Nearby, 9-year-year-old Jada Salazar was exploring rows of long tables where dozens of independent authors were showing off their self-published efforts.

“It’s so inspiring that as soon as I get home I am going to write something about it,” said Salazar, vice president of the student body at Saturn Street Elementary School in the Mid-City area of Los Angeles. “I’m going to write about all the authors selling books and the people singing on stage.”

The festival was founded in 2007 by Cynthia E. Exum and Associates in partnership with Los Angeles Councilman Bernard C. Parks, whose district includes the southwest Los Angeles neighborhood rich with Art Deco apartments and office buildings, Afrocentric boutiques and shops such as Eso Won Books.

In a kickoff activity Saturday, Parks presided over the unveiling of a 44-cent U.S. postage stamp honoring Oscar Micheaux, the son of former slaves who went on to write, produce and direct 44 feature-length films between 1919 and 1948.

“This festival can be appreciated on many levels,” Parks said. “It is a celebration of the written word and presents role models from famous actors to little-known artists just starting to make their mark. It is also an economic stimulus because the crowds of book-lovers spill over into local shops and restaurants — and it’s getting bigger.”

Invited authors included Scot Brown, author of “Fighting for US: Maulana Karenga, the US Organization, and Black Cultural Nationalism”; Douglas A. Blackmon, author of “Slavery by Another Name”; and fashion consultant Daisy Lewellyn, author of “In Style With the Queen of Effortless Chic.”
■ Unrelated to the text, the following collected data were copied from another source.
#[derive(Clone, Copy, Eq, PartialEq, Debug)]
enum IcmpV4 {
    EchoReply,
    DestinationUnreachable(IcmpV4DestinationUnreachable),
    SourceQuench,
    Redirect,
    EchoRequest,
    TimeExceeded(IcmpV4TimeExceeded),
    ParameterProblem(u8),
    Unknown(u8, u8),
}

impl IcmpV4 {
    const DESTINATION_UNREACHABLE: u8 = 3;
    const CODE_FRAGMENTATION_NEEDED: u8 = 4;

    fn from_type_code(icmp_type: u8, code: u8) -> IcmpV4 {
        match icmp_type {
            0 => IcmpV4::EchoReply,
            3 => IcmpV4::DestinationUnreachable(IcmpV4DestinationUnreachable(code)),
            4 => IcmpV4::SourceQuench,
            5 => IcmpV4::Redirect,
            8 => IcmpV4::EchoRequest,
            11 => IcmpV4::TimeExceeded(IcmpV4TimeExceeded(code)),
            12 => IcmpV4::ParameterProblem(code),
            icmp_type => IcmpV4::Unknown(icmp_type, code),
        }
    }
}

#[derive(Clone, Copy, Eq, PartialEq, Debug)]
struct IcmpV4DestinationUnreachable(u8);

impl fmt::Display for IcmpV4DestinationUnreachable {
    fn fmt(&self, f: &mut std::fmt::Formatter<'_>) -> std::fmt::Result {
        match self.0 {
            0 => f.write_str("Destination network unreachable"),
            1 => f.write_str("Destination host unreachable"),
            2 => f.write_str("Destination protocol unreachable"),
            3 => f.write_str("Destination port unreachable"),
            4 => f.write_str("Fragmentation required, and DF flag set"),
            5 => f.write_str("Source route failed"),
            6 => f.write_str("Destination network unknown"),
            7 => f.write_str("Destination host unknown"),
            8 => f.write_str("Source host isolated"),
            9 => f.write_str("Network administratively prohibited"),
            10 => f.write_str("Host administratively prohibited"),
            11 => f.write_str("Network unreachable for ToS"),
            12 => f.write_str("Host unreachable for ToS"),
            13 => f.write_str("Communication administratively prohibited"),
            other => write!(f, "{other}"),
        }
    }
}

#[derive(Clone, Copy, Eq, PartialEq, Debug)]
struct IcmpV4TimeExceeded(u8);

impl fmt::Display for IcmpV4TimeExceeded {
    fn fmt(&self, f: &mut std::fmt::Formatter<'_>) -> std::fmt::Result {
        match self.0 {
            0 => f.write_str("Time to live (TTL) expired in transit"),
            1 => f.write_str("Fragment reassembly time exceeded"),
            other => write!(f, "{other}"),
        }
    }
}

impl fmt::Display for IcmpV4 {
    fn fmt(&self, f: &mut std::fmt::Formatter<'_>) -> std::fmt::Result {
        match self {
            IcmpV4::EchoReply => write!(f, "Echo Reply"),
            IcmpV4::DestinationUnreachable(code) => write!(f, "Destination Unreachable ({code})"),
            IcmpV4::SourceQuench => write!(f, "Source Quench"),
            IcmpV4::Redirect => write!(f, "Redirect"),
            IcmpV4::EchoRequest => write!(f, "Echo Request"),
            IcmpV4::TimeExceeded(code) => write!(f, "Time Exceeded ({code})"),
            IcmpV4::ParameterProblem(code) => write!(f, "Parameter Problem ({code})"),
            IcmpV4::Unknown(t, code) => write!(f, "{t} ({code})"),
        }
    }
}

#[derive(Clone, Copy, Eq, PartialEq, Debug)]
enum IcmpV6 {
    DestinationUnreachable(IcmpV6DestinationUnreachable),
    PacketTooBig,
    TimeExceeded(u8),
    ParameterProblem(u8),
    EchoRequest,
    EchoReply,
    Unknown(u8, u8),
}

impl IcmpV6 {
    const PACKET_TOO_BIG: u8 = 2;

    fn from_type_code(icmp_type: u8, code: u8) -> IcmpV6 {
        match icmp_type {
            1 => IcmpV6::DestinationUnreachable(IcmpV6DestinationUnreachable(code)),
            2 => IcmpV6::PacketTooBig,
            3 => IcmpV6::TimeExceeded(code),
            4 => IcmpV6::ParameterProblem(code),
            128 => IcmpV6::EchoRequest,
            129 => IcmpV6::EchoReply,
            icmp_type => IcmpV6::Unknown(icmp_type, code),
        }
    }
}

#[derive(Clone, Copy, Eq, PartialEq, Debug)]
struct IcmpV6DestinationUnreachable(u8);

impl fmt::Display for IcmpV6DestinationUnreachable {
    fn fmt(&self, f: &mut std::fmt::Formatter<'_>) -> std::fmt::Result {
        match self.0 {
            0 => f.write_str("No route to destination"),
            1 => f.write_str("Communication with destination administratively prohibited"),
            2 => f.write_str("Beyond scope of source address"),
            3 => f.write_str("Address unreachable"),
            4 => f.write_str("Port unreachable"),
            5 => f.write_str("Source address failed ingress/egress policy"),
            6 => f.write_str("Reject route to destination"),
            other => write!(f, "{other}"),
        }
    }
}

impl fmt::Display for IcmpV6 {
    fn fmt(&self, f: &mut std::fmt::Formatter<'_>) -> std::fmt::Result {
        match self {
            IcmpV6::DestinationUnreachable(code) => write!(f, "Destination Unreachable ({code})"),
            IcmpV6::PacketTooBig => write!(f, "Packet Too Big"),
            IcmpV6::TimeExceeded(code) => write!(f, "Time Exceeded ({code})"),
            IcmpV6::ParameterProblem(code) => write!(f, "Parameter Problem ({code})"),
            IcmpV6::EchoRequest => write!(f, "Echo Request"),
            IcmpV6::EchoReply => write!(f, "Echo Reply"),
            IcmpV6::Unknown(t, code) => write!(f, "{t} ({code})"),
        }
    }
}

/// An ICMP error reported by the kernel for a datagram this endpoint sent earlier.
#[derive(Clone, Copy, Eq, PartialEq, Debug)]
pub struct IcmpError {
    pub icmp_type: u8,
    pub code: u8,
    // Next-hop MTU for "fragmentation needed" and "packet too big".
    pub info: u32,
    pub offender: IpAddr,
}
On a panel about a collection of scholarly essays titled “Black Los Angeles: American Dreams and Racial Realities,” Paul Robinson, director of the Medical Geographic Information Systems Laboratory at Charles R. Drew University of Medicine and Science, presented a history of Los Angeles from its founding in 1781 by Spaniards of mostly African descent to the first decade of the 2000s, a time when the cultural fabric of American-born blacks is being challenged by new immigrants from the Caribbean and Africa.

These new immigrants share the same living spaces, he said, but have different cultural backgrounds and social identities.

Leimert Park is a microcosm of those changes. Developed in the late 1920s, the neighborhood was restricted to whites and known for its golf courses and several airstrips. Howard Hughes learned to fly there. The area began attracting African American musicians and artists after the 1965 Watts riots.

The Leimert Park Village shopping district features Jamaican shops and restaurants and Southern-style eateries offering live jazz. The bustling neighborhood surrounding the intersection of West 43rd Place and Degnan Boulevard celebrates Kwanzaa and Christmas and is the last stop on the annual parade honoring Martin Luther King Jr.

Noted philanthropists Bernard and Shirley Kinsey, whose extensive collection of art, books and manuscripts chronicle the African American experience from 1632 to the present, know the area well.

They are coauthors of “The Kinsey Collection,” a 155-page coffee-table edition that Bernard Kinsey said “is more about the African American experience in terms of ‘How we overcame’ than ‘Isn’t it awful?’ ”

Surveying the passersby, many of them with children in tow, Kinsey smiled and said: “I love what I see here today. This is the soul of the African American experience in Los Angeles. We are privileged to be a part of it.”